> _PROMPT_
Where does the word "Command" occur in the entries below? Copy every line that has it.

> _DATASET CONTENT_
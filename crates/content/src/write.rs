//! Idempotent file writes for derived documentation.

use std::path::Path;

use tracing::info;

use crate::error::Result;

/// Outcome of an idempotent write.
#[derive(Debug, Clone, Copy, PartialEq, Eq)]
pub enum WriteOutcome {
    Created,
    Updated,
    Unchanged,
}

/// Write `content` to `path` only when it differs from what is already
/// there, keeping modification times stable for downstream tooling.
pub async fn write_if_changed(path: &Path, content: &str) -> Result<WriteOutcome> {
    match tokio::fs::read_to_string(path).await {
        Ok(existing) if existing == content => {
            info!(path = %path.display(), "already up to date");
            Ok(WriteOutcome::Unchanged)
        },
        Ok(_) => {
            tokio::fs::write(path, content).await?;
            info!(path = %path.display(), "updated");
            Ok(WriteOutcome::Updated)
        },
        Err(err) if err.kind() == std::io::ErrorKind::NotFound => {
            tokio::fs::write(path, content).await?;
            info!(path = %path.display(), "created");
            Ok(WriteOutcome::Created)
        },
        Err(err) => Err(err.into()),
    }
}
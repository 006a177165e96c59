mod util;

use assert_cmd::Command;
use predicates::prelude::*;
use predicates::str::contains;
use serde_json::Value;
use tempfile::TempDir;
use util::{TempFixtureDir, fixture_dir};

/// Binary pointed at the fixture data with an isolated, empty config dir.
fn base_cmd(config_home: &TempDir) -> Command {
    let mut cmd = Command::new(assert_cmd::cargo::cargo_bin!("orgdir"));
    cmd.env("XDG_CONFIG_HOME", config_home.path())
        .env_remove("ORGDIR_CONFIG")
        .env_remove("RUST_LOG")
        .env("ORGDIR_DATA_DIR", fixture_dir());
    cmd
}

fn json_stdout(cmd: &mut Command) -> Value {
    let output = cmd.assert().success().get_output().stdout.clone();
    serde_json::from_slice(&output).expect("stdout is JSON")
}

#[test]
fn search_returns_listing_envelope() {
    let home = TempDir::new().unwrap();
    let json = json_stdout(base_cmd(&home).args(["search", "--filter", "HQ_SALES_REGION=EMEA"]));
    assert_eq!(json["total"], 2);
    assert_eq!(json["page"], 1);
    assert_eq!(json["pageSize"], 25);
    assert_eq!(json["data"][0]["ORG_NAME"], "Framestore");
    assert_eq!(json["data"][1]["ORG_NAME"], "The Mill");
}

#[test]
fn search_ranks_by_name() {
    let home = TempDir::new().unwrap();
    let json = json_stdout(base_cmd(&home).args(["search", "-q", "autodesk"]));
    assert_eq!(json["total"], 1);
    assert_eq!(json["query"], "autodesk");
    assert_eq!(json["data"][0]["ORG_ID"], "acme");
}

#[test]
fn search_scope_and_years() {
    let home = TempDir::new().unwrap();
    let json = json_stdout(base_cmd(&home).args([
        "search",
        "--filter",
        "HQ_SALES_REGION=North America",
        "--scope",
        "all",
    ]));
    assert_eq!(json["total"], 3);

    let json = json_stdout(base_cmd(&home).args(["search", "--year-min", "1990"]));
    assert_eq!(json["total"], 2);

    // malformed bound is ignored
    let json = json_stdout(base_cmd(&home).args(["search", "--year-min", "soon"]));
    assert_eq!(json["total"], 5);
}

#[test]
fn search_pages_with_lenient_params() {
    let home = TempDir::new().unwrap();
    let json = json_stdout(base_cmd(&home).args(["search", "--page", "3", "--page-size", "2"]));
    assert_eq!(json["total"], 5);
    assert_eq!(json["data"].as_array().unwrap().len(), 1);

    let json = json_stdout(base_cmd(&home).args(["search", "--page", "abc"]));
    assert_eq!(json["page"], 1);
}

#[test]
fn search_markdown_format() {
    let home = TempDir::new().unwrap();
    base_cmd(&home)
        .args(["--format", "markdown", "search", "--filter", "SERVICES=VFX Services"])
        .assert()
        .success()
        .stdout(contains("# Search Results"))
        .stdout(contains("3 of 3"))
        .stdout(contains("Weta FX"));
}

#[test]
fn infra_search_plain_text() {
    let home = TempDir::new().unwrap();
    base_cmd(&home)
        .args(["infra-search", "--format", "text", "--filter", "PARENT_ORG=Autodesk, Inc."])
        .assert()
        .success()
        .stdout(contains("SEARCH RESULTS"))
        .stdout(contains("[1] Maya"))
        .stdout(contains("Softimage"))
        .stdout(contains("Nuke").not());
}

#[test]
fn tree_and_points() {
    let home = TempDir::new().unwrap();
    let tree = json_stdout(base_cmd(&home).arg("tree"));
    assert_eq!(tree[0]["name"], "North America");
    assert_eq!(tree[2]["name"], "EMEA");
    assert_eq!(tree[2]["totalOrgs"], 3);
    assert_eq!(tree[2]["hqOrgs"], 2);

    let filtered = json_stdout(base_cmd(&home).args(["tree", "--filter", "SIZING=1-10"]));
    assert_eq!(filtered.as_array().unwrap().len(), 1);
    assert_eq!(filtered[0]["name"], "Latin America");

    let points = json_stdout(base_cmd(&home).arg("points"));
    assert_eq!(points.as_array().unwrap().len(), 8);
    assert!(points[0]["locationId"].is_string());
}

#[test]
fn summary_respects_scope() {
    let home = TempDir::new().unwrap();
    let hq = json_stdout(base_cmd(&home).args(["summary", "region", "EMEA"]));
    assert_eq!(hq["totalOrgs"], 2);
    assert_eq!(hq["scope"], "hq");

    let all = json_stdout(base_cmd(&home).args(["summary", "region", "emea", "--scope", "all"]));
    assert_eq!(all["totalOrgs"], 3);
    assert_eq!(all["hqOrgs"], 2);
    assert_eq!(all["children"][0]["name"], "United Kingdom");

    let lenient = json_stdout(base_cmd(&home).args([
        "summary",
        "region",
        "EMEA",
        "--scope",
        "everywhere",
    ]));
    assert_eq!(lenient["scope"], "hq");
    assert_eq!(lenient["totalOrgs"], 2);
}

#[test]
fn facets_and_values() {
    let home = TempDir::new().unwrap();
    let facets = json_stdout(base_cmd(&home).args(["facets", "SERVICES", "--limit", "2"]));
    assert_eq!(facets.as_array().unwrap().len(), 2);
    assert_eq!(facets[0]["name"], "VFX Services");
    assert_eq!(facets[0]["count"], 3);

    let values = json_stdout(base_cmd(&home).args(["values", "PRICING", "--infra"]));
    assert_eq!(values[0], "FREE");
    assert_eq!(values[4], "END_OF_LIFE");
}

#[test]
fn unknown_field_fails() {
    let home = TempDir::new().unwrap();
    base_cmd(&home)
        .args(["values", "SHOE_SIZE"])
        .assert()
        .code(1)
        .stderr(contains("unknown field 'SHOE_SIZE'"));
}

#[test]
fn org_and_infra_lookups() {
    let home = TempDir::new().unwrap();
    let org = json_stdout(base_cmd(&home).args(["org", "acme"]));
    assert_eq!(org["organization"]["ORG_NAME"], "Autodesk, Inc.");
    assert_eq!(org["identifiers"][0]["DOMAIN"], "autodesk.com");
    assert_eq!(org["locations"].as_array().unwrap().len(), 2);

    let infra = json_stdout(base_cmd(&home).args(["infra", "maya"]));
    assert_eq!(infra["infra"]["INFRA_NAME"], "Maya");
    assert_eq!(infra["orgCount"], 3);
}

#[test]
fn missing_records_exit_with_not_found() {
    let home = TempDir::new().unwrap();
    base_cmd(&home)
        .args(["org", "nobody"])
        .assert()
        .code(3)
        .stderr(contains("organization 'nobody' not found"));

    base_cmd(&home)
        .args(["infra", "nothing"])
        .assert()
        .code(3)
        .stderr(contains("not found"));
}

#[test]
fn missing_data_is_a_generic_failure() {
    let home = TempDir::new().unwrap();
    let empty = TempDir::new().unwrap();
    base_cmd(&home)
        .args(["--data-dir", empty.path().to_str().unwrap(), "search"])
        .assert()
        .code(1)
        .stderr(contains("organizations.json"));
}

#[test]
fn config_file_sets_default_page_size() {
    let home = TempDir::new().unwrap();
    let dir = TempFixtureDir::new();
    let config = dir.write("config.toml", "[query]\ndefault_page_size = 2\n");
    let json = json_stdout(base_cmd(&home).args(["--config", config.to_str().unwrap(), "search"]));
    assert_eq!(json["pageSize"], 2);
    assert_eq!(json["data"].as_array().unwrap().len(), 2);
}

#[test]
fn invalid_config_is_rejected() {
    let home = TempDir::new().unwrap();
    let dir = TempFixtureDir::new();
    let config = dir.write("config.toml", "[query]\nfacet_limit = 0\n");
    base_cmd(&home)
        .args(["--config", config.to_str().unwrap(), "search"])
        .assert()
        .code(1)
        .stderr(contains("facet_limit"));
}

#[test]
fn logs_stay_off_stdout() {
    let home = TempDir::new().unwrap();
    let output = base_cmd(&home)
        .env("RUST_LOG", "debug")
        .arg("tree")
        .assert()
        .success()
        .stderr(contains("snapshot_built"))
        .get_output()
        .stdout
        .clone();
    let parsed: Result<Value, _> = serde_json::from_slice(&output);
    assert!(parsed.is_ok());
}
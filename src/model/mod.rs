//! Record types and the field taxonomy that drives matching behaviour.

pub mod fields;
pub mod types;

pub use fields::{FieldKind, FieldSpec, InfraField, LocationDimension, OrgField, SortPolicy};
pub use types::{Identifier, InfraRecord, Location, Organization, Record, ValueSet};
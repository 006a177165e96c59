use std::path::{Path, PathBuf};

use orgdir::store::RecordStore;
use orgdir::store::RowSources;
use orgdir::store::loader::parse_rows;
use tempfile::TempDir;

/// Captures tracing output for tests.
#[allow(dead_code)]
pub struct TestTracing {
    buffer: std::sync::Arc<std::sync::Mutex<Vec<u8>>>,
}

#[allow(dead_code)]
impl TestTracing {
    pub fn new() -> Self {
        Self {
            buffer: std::sync::Arc::new(std::sync::Mutex::new(Vec::new())),
        }
    }

    pub fn install(&self) -> tracing::subscriber::DefaultGuard {
        let writer = self.buffer.clone();
        let make_writer = move || TestWriter(writer.clone());
        let subscriber = tracing_subscriber::fmt()
            .with_ansi(false)
            .without_time()
            .with_max_level(tracing::Level::TRACE)
            .with_writer(make_writer)
            .finish();
        tracing::subscriber::set_default(subscriber)
    }

    pub fn output(&self) -> String {
        let buf = self.buffer.lock().unwrap();
        String::from_utf8_lossy(&buf).to_string()
    }
}

#[allow(dead_code)]
pub struct EnvGuard {
    key: String,
    prev: Option<String>,
}

#[allow(dead_code)]
impl EnvGuard {
    pub fn set(key: &str, val: impl AsRef<str>) -> Self {
        let prev = std::env::var(key).ok();
        unsafe { std::env::set_var(key, val.as_ref()) };
        Self {
            key: key.to_string(),
            prev,
        }
    }
}

impl Drop for EnvGuard {
    fn drop(&mut self) {
        match &self.prev {
            Some(v) => unsafe { std::env::set_var(&self.key, v) },
            None => unsafe { std::env::remove_var(&self.key) },
        }
    }
}

struct TestWriter(std::sync::Arc<std::sync::Mutex<Vec<u8>>>);

impl std::io::Write for TestWriter {
    fn write(&mut self, buf: &[u8]) -> std::io::Result<usize> {
        let mut guard = self.0.lock().unwrap();
        guard.extend_from_slice(buf);
        Ok(buf.len())
    }

    fn flush(&mut self) -> std::io::Result<()> {
        Ok(())
    }
}

/// Directory holding the checked-in row files.
#[allow(dead_code)]
pub fn fixture_dir() -> PathBuf {
    PathBuf::from(env!("CARGO_MANIFEST_DIR")).join("tests/fixtures")
}

#[allow(dead_code)]
fn fixture_rows(name: &str) -> Vec<orgdir::store::rows::RawRow> {
    let path = fixture_dir().join(name);
    let content = std::fs::read_to_string(&path).expect("read fixture");
    parse_rows(&path, &content).expect("parse fixture")
}

/// Snapshot built synchronously from the checked-in fixtures.
#[allow(dead_code)]
pub fn fixture_store() -> RecordStore {
    RecordStore::build(RowSources {
        organizations: fixture_rows("organizations.json"),
        locations: fixture_rows("locations.json"),
        infra: fixture_rows("infra.json"),
        identifiers: fixture_rows("identifiers.json"),
    })
}

/// Scratch data directory seeded with copies of the fixtures.
#[allow(dead_code)]
pub struct TempFixtureDir {
    pub dir: TempDir,
}

#[allow(dead_code)]
impl TempFixtureDir {
    pub fn new() -> Self {
        Self {
            dir: TempDir::new().expect("tempdir"),
        }
    }

    /// Copies the named fixture files into the directory.
    pub fn with_fixtures(names: &[&str]) -> Self {
        let this = Self::new();
        for name in names {
            std::fs::copy(fixture_dir().join(name), this.dir.path().join(name))
                .expect("copy fixture");
        }
        this
    }

    pub fn write(&self, name: &str, content: &str) -> PathBuf {
        let path = self.dir.path().join(name);
        std::fs::write(&path, content).expect("write file");
        path
    }

    pub fn path(&self) -> &Path {
        self.dir.path()
    }
}
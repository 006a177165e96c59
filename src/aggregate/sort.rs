//! Display ordering for distinct field values.

use std::cmp::Ordering;

use crate::model::SortPolicy;

/// Order `values` in place according to `policy`.
pub fn sort_values(policy: SortPolicy, values: &mut [String]) {
    match policy {
        SortPolicy::Alphabetical => values.sort_by_cached_key(|v| (v.to_lowercase(), v.clone())),
        SortPolicy::Sizing => values.sort_by(|a, b| {
            sizing_key(a)
                .total_cmp(&sizing_key(b))
                .then_with(|| alphabetical(a, b))
        }),
        SortPolicy::Pricing => values.sort_by(|a, b| {
            let (ga, na) = pricing_key(a);
            let (gb, nb) = pricing_key(b);
            ga.cmp(&gb)
                .then_with(|| na.total_cmp(&nb))
                .then_with(|| alphabetical(a, b))
        }),
    }
}

fn alphabetical(a: &str, b: &str) -> Ordering {
    a.to_lowercase().cmp(&b.to_lowercase()).then_with(|| a.cmp(b))
}

/// Numeric position of a headcount band such as "51-100" or "101+".
///
/// Uses the leading number before a dash, else the first run of digits
/// anywhere; labels without digits sort last.
pub fn sizing_key(label: &str) -> f64 {
    let label = label.trim();
    let digits_end = label
        .find(|c: char| !c.is_ascii_digit())
        .unwrap_or(label.len());
    if digits_end > 0 && label[digits_end..].starts_with('-') {
        if let Ok(n) = label[..digits_end].parse::<f64>() {
            return n;
        }
    }
    first_digit_run(label).unwrap_or(f64::INFINITY)
}

/// First run of plain ASCII digits in `s`.
fn first_digit_run(s: &str) -> Option<f64> {
    let start = s.find(|c: char| c.is_ascii_digit())?;
    let rest = &s[start..];
    let end = rest
        .find(|c: char| !c.is_ascii_digit())
        .unwrap_or(rest.len());
    rest[..end].parse().ok()
}

/// `(group, amount)` for a pricing tier label.
///
/// Groups: FREE, "≤"/"<=" tiers, priced tiers, CONSUMPTION, anything
/// unparseable, END_OF_LIFE.
pub fn pricing_key(label: &str) -> (u8, f64) {
    let trimmed = label.trim();
    let word = trimmed
        .split_whitespace()
        .collect::<Vec<_>>()
        .join("_")
        .to_ascii_uppercase();
    let amount = first_number(trimmed);
    match word.as_str() {
        "FREE" => return (0, 0.0),
        "CONSUMPTION" => return (3, 0.0),
        "END_OF_LIFE" => return (5, 0.0),
        _ => {}
    }
    if trimmed.starts_with('≤') || trimmed.starts_with("<=") {
        return (1, amount.unwrap_or(0.0));
    }
    match amount {
        Some(n) => (2, n),
        None => (4, 0.0),
    }
}

/// First run of digits (thousands separators and decimals allowed) in `s`.
fn first_number(s: &str) -> Option<f64> {
    let start = s.find(|c: char| c.is_ascii_digit())?;
    let run: String = s[start..]
        .chars()
        .take_while(|c| c.is_ascii_digit() || *c == ',' || *c == '.')
        .filter(|c| *c != ',')
        .collect();
    run.trim_end_matches('.').parse().ok()
}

> _REPLY TO THE TASK_
use assert_cmd::Command;
fn base_cmd(config_home: &TempDir) -> Command {
    let mut cmd = Command::new(assert_cmd::cargo::cargo_bin!("orgdir"));
fn json_stdout(cmd: &mut Command) -> Value {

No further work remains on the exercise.